I took a look inside Clawdbot (aka Moltbot) architecture and how it handles agent executions, tool use, browser automation, etc. There are many lessons to learn for AI engineers.
Learning how Clawdbot works under the hood allows a better understanding of the system and its capabilities, and most importantly, what it’s GOOD at and BAD at.
This started as a personal curiosity about how Clawdbot handles its memory and how reliable it is. In this article I’ll go through the surface-level of how Clawdbot works.
What Clawdbot Actually Is
So everybody knows Clawdbot is a personal assistant you can run locally or through model APIs and access as easy as on your phone. But what is it really?
At its core, Clawdbot is a TypeScript CLI application.
It’s not Python, Next.js, or a web app.
It’s a process that:
- Runs on your machine and exposes a gateway server to handle all channel connections (telegram, whatsapp, slack, etc.)
- Makes calls to LLM APIs (Anthropic, OpenAI, local, etc.)
- Executes tools locally
- And does whatever you want on your computer
The Architecture
To explain the architecture more simply, here’s what happens when you message Clawdbot on a messenger:
1. Channel Adapter
A Channel Adapter takes your message and processes it (normalize, extract attachments). Different messengers and input streams have their dedicated adapters.
2. Gateway Server
The Gateway Server is the task/session coordinator. It takes your message and passes it to the right session. This is the heart of Clawdbot. It handles multiple overlapping requests.

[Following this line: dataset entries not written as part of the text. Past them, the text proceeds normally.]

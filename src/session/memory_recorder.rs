use super::{SessionEntry, SessionRecorder};
use crate::run_registry::RunId;

/// Keeps every recorder call in order. Used by tests and headless runs.
#[derive(Debug, Default, Clone)]
pub struct MemorySessionRecorder {
    entries: Vec<SessionEntry>,
}

impl MemorySessionRecorder {
    pub fn new() -> Self {
        Self::default()
    }

    pub fn entries(&self) -> &[SessionEntry] {
        &self.entries
    }

    pub fn entries_for(&self, run: RunId) -> impl Iterator<Item = &SessionEntry> {
        self.entries.iter().filter(move |e| e.run() == Some(run))
    }

    /// Titles of all event entries, oldest first
    pub fn event_titles(&self) -> Vec<&str> {
        self.entries
            .iter()
            .filter_map(|e| match e {
                SessionEntry::Event { title, .. } => Some(title.as_str()),
                _ => None,
            })
            .collect()
    }

    pub fn finalized_runs(&self) -> Vec<(RunId, i64)> {
        self.entries
            .iter()
            .filter_map(|e| match e {
                SessionEntry::Finalized { run, duration_s } => Some((*run, *duration_s)),
                _ => None,
            })
            .collect()
    }

    pub fn to_json_pretty(&self) -> serde_json::Result<String> {
        serde_json::to_string_pretty(&self.entries)
    }

    pub fn clear(&mut self) {
        self.entries.clear();
    }
}

impl SessionRecorder for MemorySessionRecorder {
    fn start_run(&mut self, run: RunId, user_id: u64, name: &str, description: &str, modality: &str) {
        self.entries.push(SessionEntry::RunStarted {
            run,
            user_id,
            name: name.to_string(),
            description: description.to_string(),
            modality: modality.to_string(),
        });
    }

    fn record_event(&mut self, run: Option<RunId>, title: &str, detail: &str, timestamp_s: i64) {
        self.entries.push(SessionEntry::Event {
            run,
            title: title.to_string(),
            detail: detail.to_string(),
            timestamp_s,
        });
    }

    fn record_result(&mut self, run: RunId, label: &str, value: &str, unit: &str) {
        self.entries.push(SessionEntry::Result {
            run,
            label: label.to_string(),
            value: value.to_string(),
            unit: unit.to_string(),
        });
    }

    fn finalize_run(&mut self, run: RunId, duration_s: i64) {
        self.entries
            .push(SessionEntry::Finalized { run, duration_s });
    }
}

To serialize operations, Clawdbot uses a lane-based command queue. A session has its own dedicated lane, and low-risk parallelizable tasks can run in parallel lanes (cron jobs).
This is in contrast to using async/await spaghetti. Over-parallelization hurts reliability and brings out a huge swarm of debugging nightmares.

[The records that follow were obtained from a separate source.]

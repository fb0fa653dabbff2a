use crate::lab::Lab;
use crate::sim::sim_op::{SimOp, SimOpHandle};
use rand::rngs::StdRng;
use rand::{Rng, SeedableRng};
use std::time::{Duration, Instant};
use tracing::info;

#[derive(Debug, Clone)]
pub struct OpTiming {
    pub op_name: String,
    pub init_time: Duration,
    pub total_update_time: Duration,
    pub update_call_count: u32,
    pub after_time: Duration,
}

impl OpTiming {
    pub fn new(op_name: String) -> Self {
        Self {
            op_name,
            init_time: Duration::ZERO,
            total_update_time: Duration::ZERO,
            update_call_count: 0,
            after_time: Duration::ZERO,
        }
    }

    pub fn avg_update_time(&self) -> Duration {
        if self.update_call_count > 0 {
            self.total_update_time / self.update_call_count
        } else {
            Duration::ZERO
        }
    }

    pub fn total_time(&self) -> Duration {
        self.init_time + self.total_update_time + self.after_time
    }
}

#[derive(Debug, Clone, Copy, PartialEq, Eq)]
pub enum StopReason {
    /// The controller's deferred shutdown fired
    Terminated,
    /// Ran out of frames first
    FrameBudget,
}

/// Caller-owned frame loop around a [`Lab`].
///
/// Each frame runs every op, then advances the controller by the frame's
/// `dt`. Frame times can be jittered to mimic a real render loop.
pub struct Simulation {
    pub lab: Lab,
    pub ops: Vec<Box<dyn SimOp>>,
    pub name: String,
    pub frame: u64,
    pub max_frames: u64,
    pub frame_dt_s: f64,
    pub frame_jitter: f64,
    pub elapsed_s: f64,
    pub op_timings: Vec<OpTiming>,
    rng: StdRng,
}

pub struct SimProps {
    pub lab: Lab,
    pub name: &'static str,
    pub ops: Vec<SimOpHandle>,
    pub frame_dt_s: f64,
    pub max_frames: u64,
    /// Relative frame-time noise, 0.1 means ±10%
    pub frame_jitter: f64,
    pub seed: u64,
}

impl Simulation {
    pub fn new(props: SimProps) -> Simulation {
        let ops: Vec<Box<dyn SimOp>> = props.ops.into_iter().map(|handle| handle.op).collect();
        let op_timings = ops
            .iter()
            .map(|op| OpTiming::new(op.name().to_string()))
            .collect();

        Simulation {
            lab: props.lab,
            ops,
            name: props.name.to_string(),
            frame: 0,
            max_frames: props.max_frames,
            frame_dt_s: props.frame_dt_s.max(0.0),
            frame_jitter: props.frame_jitter.clamp(0.0, 1.0),
            elapsed_s: 0.0,
            op_timings,
            rng: StdRng::seed_from_u64(props.seed),
        }
    }

    /// Run until the vignette asks to close or the frame budget runs out
    pub fn run(&mut self) -> StopReason {
        info!(name = %self.name, max_frames = self.max_frames, "simulation starting");
        self.simulate_init();

        let reason = loop {
            if self.frame >= self.max_frames {
                break StopReason::FrameBudget;
            }
            self.step();
            if self.lab.controller.termination_requested() {
                break StopReason::Terminated;
            }
        };

        self.simulate_end();
        info!(?reason, frames = self.frame, elapsed_s = self.elapsed_s, "simulation finished");
        reason
    }

    /// Run a single frame
    pub fn step(&mut self) {
        let dt = self.next_dt();

        // ops see the clock as it stands at the start of the frame
        self.simulate_step();
        self.lab.controller.advance(dt);

        self.frame += 1;
        self.elapsed_s += dt;
    }

    fn next_dt(&mut self) -> f64 {
        if self.frame_jitter > 0.0 {
            let noise = self.rng.random_range(-self.frame_jitter..=self.frame_jitter);
            self.frame_dt_s * (1.0 + noise)
        } else {
            self.frame_dt_s
        }
    }

    fn simulate_init(&mut self) {
        let mut ops = std::mem::take(&mut self.ops);

        for (i, op) in ops.iter_mut().enumerate() {
            let start = Instant::now();
            op.init_sim(self);
            self.op_timings[i].init_time = start.elapsed();
        }
        self.ops = ops;
    }

    fn simulate_end(&mut self) {
        let mut ops = std::mem::take(&mut self.ops);

        for (i, op) in ops.iter_mut().enumerate() {
            let start = Instant::now();
            op.after_sim(self);
            self.op_timings[i].after_time = start.elapsed();
        }
        self.ops = ops;
    }

    fn simulate_step(&mut self) {
        let mut ops = std::mem::take(&mut self.ops);

        for (i, op) in ops.iter_mut().enumerate() {
            let start = Instant::now();
            op.update_sim(self);
            self.op_timings[i].total_update_time += start.elapsed();
            self.op_timings[i].update_call_count += 1;
        }
        self.ops = ops;
    }

    pub fn log_timing_report(&self) {
        let total_time: Duration = self.op_timings.iter().map(OpTiming::total_time).sum();

        for timing in &self.op_timings {
            let share = if total_time.as_nanos() > 0 {
                timing.total_time().as_nanos() as f64 / total_time.as_nanos() as f64 * 100.0
            } else {
                0.0
            };
            info!(
                op = %timing.op_name,
                total_us = timing.total_time().as_micros() as u64,
                avg_update_us = timing.avg_update_time().as_micros() as u64,
                share_pct = (share * 10.0).round() / 10.0,
                "op timing"
            );
        }
        info!(frames = self.frame, total_us = total_time.as_micros() as u64, "simulation timing");
    }
}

Default to Serial, go for Parallel explicitly.
If you’ve worked with agents you’ve already realized this to some extent. This is also the insight from Cognition’s “Don’t Build Multi-Agents” blog post. A simple async setup per agent will leave you with a dump of interleaved garbage. Logs will be unreadable, and if they share states, race conditions will be a constant fear you must account for in development.
Lane is an abstraction over queues where serialization is the default architecture instead of an afterthought. As a developer, you write code naturally, and the queue handles the race conditions for you.
3. Agent Runner
This is where the actual AI comes in. It figures out which model to use, picks the API key (if none work it marks the profile in cooldown and tries next), and falls back to a different model if the primary one fails.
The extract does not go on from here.